Task to complete>
Copy every record word for word.

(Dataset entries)
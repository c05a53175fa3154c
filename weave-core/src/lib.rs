//! Core of the weave assistant client: conversation state, streaming
//! transport, artifact parsing, the workspace file map, merge/diff models,
//! uploads, configuration and chat history. Nothing here touches a terminal.

pub mod config;
pub mod db;
pub mod diff;
pub mod error;
pub mod files;
pub mod merge;
pub mod parser;
pub mod schema;
pub mod session;
pub mod transport;
pub mod types;
pub mod upload;

pub use error::{Error, Result};
pub use files::FileStore;
pub use session::{ChatSelection, ChatSession};
pub use transport::{Transport, TransportEvent, WsTransport};
//! Event bus for weave.
//!
//! Terminal input, timer ticks, websocket traffic and background-task results
//! are normalised into a single `AppEvent` enum and sent over a tokio unbounded
//! MPSC channel. The main loop receives from this channel and dispatches.
//!
//! Rendering is clock driven: the loop draws on every `Render`, never in
//! response to the event that changed state.

use std::time::Duration;

use crossterm::event::{Event, EventStream, KeyEvent, KeyEventKind, MouseEvent};
use futures::{FutureExt, StreamExt};
use tokio::sync::mpsc;
use tokio::time::interval;
use weave_core::error::UploadError;
use weave_core::types::{Attachment, ChatSummary, ModelOption};
use weave_core::TransportEvent;

#[derive(Debug)]
pub enum AppEvent {
    /// A key press (`KeyEventKind::Press` only).
    Key(KeyEvent),
    Mouse(MouseEvent),
    /// New size in (columns, rows).
    Resize(u16, u16),
    Tick,
    Render,
    /// Inbound websocket traffic.
    Transport(TransportEvent),
    /// Result of `GET /api/model/list`. Failures arrive as an empty list.
    ModelsLoaded(Vec<ModelOption>),
    /// Fresh rows for the chat list overlay.
    ChatsListed(Vec<ChatSummary>),
    UploadDone(Result<Vec<Attachment>, UploadError>),
    /// The merge editor finished; `result` replaces the content of `path`.
    MergeFinished { path: String, result: String },
    MergeCancelled,
}

pub type EventTx = mpsc::UnboundedSender<AppEvent>;

/// Frame cadence, roughly 30 FPS.
const RENDER_EVERY: Duration = Duration::from_millis(33);
/// Housekeeping cadence for toast expiry.
const TICK_EVERY: Duration = Duration::from_millis(250);

/// Creates the bus. Clone the sender for every producer.
pub fn channel() -> (EventTx, mpsc::UnboundedReceiver<AppEvent>) {
    mpsc::unbounded_channel()
}

fn translate(event: Event) -> Option<AppEvent> {
    match event {
        // Some terminals also report releases and repeats.
        Event::Key(key) if key.kind == KeyEventKind::Press => Some(AppEvent::Key(key)),
        Event::Mouse(mouse) => Some(AppEvent::Mouse(mouse)),
        Event::Resize(cols, rows) => Some(AppEvent::Resize(cols, rows)),
        _ => None,
    }
}

/// Spawns the producer for terminal input and both timers.
///
/// Stops once the receiving side is gone.
pub fn spawn_event_task(tx: EventTx) {
    tokio::spawn(async move {
        let mut frames = interval(RENDER_EVERY);
        let mut ticks = interval(TICK_EVERY);
        let mut input = EventStream::new();

        loop {
            let next = tokio::select! {
                _ = frames.tick() => AppEvent::Render,
                _ = ticks.tick() => AppEvent::Tick,
                read = input.next().fuse() => match read {
                    Some(Ok(ev)) => match translate(ev) {
                        Some(app) => app,
                        None => continue,
                    },
                    Some(Err(e)) => {
                        tracing::warn!(error = %e, "terminal input error");
                        continue;
                    }
                    None => break,
                },
            };
            if tx.send(next).is_err() {
                break;
            }
        }
    });
}

/// Forwards websocket events from the transport channel onto the bus.
pub fn spawn_transport_forwarder(
    mut transport_rx: mpsc::UnboundedReceiver<TransportEvent>,
    tx: EventTx,
) {
    tokio::spawn(async move {
        while let Some(event) = transport_rx.recv().await {
            if tx.send(AppEvent::Transport(event)).is_err() {
                break;
            }
        }
    });
}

Response area>
repository c05a53175fa3154c
filename weave-core/src/lib.rs
//! Core of the weave assistant client: conversation state, streaming
//! transport, artifact parsing, the workspace file map, merge/diff models,
//! uploads, configuration and chat history. Nothing here touches a terminal.

pub mod config;
pub mod db;
pub mod diff;
pub mod error;
pub mod files;
pub mod merge;
pub mod parser;
pub mod schema;
pub mod session;
pub mod transport;
pub mod types;
pub mod upload;

pub use error::{Error, Result};
pub use files::FileStore;
pub use session::{ChatSelection, ChatSession};
pub use transport::{Transport, TransportEvent, WsTransport};
//! Event bus for weave.
//!
//! Terminal input, timer ticks, websocket traffic and background-task results
//! are normalised into a single `AppEvent` enum and sent over a tokio unbounded
//! MPSC channel. The main loop receives from this channel and dispatches.
//!
//! Rendering is clock driven: the loop draws on every `Render`, never in
//! response to the event that changed state.

use std::time::Duration;

use crossterm::event::{Event, EventStream, KeyEvent, KeyEventKind, MouseEvent};
use futures::{FutureExt, StreamExt};
use tokio::sync::mpsc;
use tokio::time::interval;
use weave_core::error::UploadError;
use weave_core::types::{Attachment, ChatSummary, ModelOption};
use weave_core::TransportEvent;

#[derive(Debug)]
pub enum AppEvent {
    /// A key press (`KeyEventKind::Press` only).
    Key(KeyEvent),
    Mouse(MouseEvent),
    /// New size in (columns, rows).
    Resize(u16, u16),
    Tick,
    Render,
    /// Inbound websocket traffic.
    Transport(TransportEvent),
    /// Result of `GET /api/model/list`. Failures arrive as an empty list.
    ModelsLoaded(Vec<ModelOption>),
    /// Fresh rows for the chat list overlay.
    ChatsListed(Vec<ChatSummary>),
    UploadDone(Result<Vec<Attachment>, UploadError>),
    /// The merge editor finished; `result` replaces the content of `path`.
    MergeFinished { path: String, result: String },
    MergeCancelled,
}

pub type EventTx = mpsc::UnboundedSender<AppEvent>;

/// Frame cadence, roughly 30 FPS.
const RENDER_EVERY: Duration = Duration::from_millis(33);
/// Housekeeping cadence for toast expiry.
const TICK_EVERY: Duration = Duration::from_millis(250);

/// Creates the bus. Clone the sender for every producer.
pub fn channel() -> (EventTx, mpsc::UnboundedReceiver<AppEvent>) {
    mpsc::unbounded_channel()
}

fn translate(event: Event) -> Option<AppEvent> {
    match event {
        // Some terminals also report releases and repeats.
        Event::Key(key) if key.kind == KeyEventKind::Press => Some(AppEvent::Key(key)),
        Event::Mouse(mouse) => Some(AppEvent::Mouse(mouse)),
        Event::Resize(cols, rows) => Some(AppEvent::Resize(cols, rows)),
        _ => None,
    }
}

/// Spawns the producer for terminal input and both timers.
///
/// Stops once the receiving side is gone.
pub fn spawn_event_task(tx: EventTx) {
    tokio::spawn(async move {
        let mut frames = interval(RENDER_EVERY);
        let mut ticks = interval(TICK_EVERY);
        let mut input = EventStream::new();

        loop {
            let next = tokio::select! {
                _ = frames.tick() => AppEvent::Render,
                _ = ticks.tick() => AppEvent::Tick,
                read = input.next().fuse() => match read {
                    Some(Ok(ev)) => match translate(ev) {
                        Some(app) => app,
                        None => continue,
                    },
                    Some(Err(e)) => {
                        tracing::warn!(error = %e, "terminal input error");
                        continue;
                    }
                    None => break,
                },
            };
            if tx.send(next).is_err() {
                break;
            }
        }
    });
}

/// Forwards websocket events from the transport channel onto the bus.
pub fn spawn_transport_forwarder(
    mut transport_rx: mpsc::UnboundedReceiver<TransportEvent>,
    tx: EventTx,
) {
    tokio::spawn(async move {
        while let Some(event) = transport_rx.recv().await {
            if tx.send(AppEvent::Transport(event)).is_err() {
                break;
            }
        }
    });
}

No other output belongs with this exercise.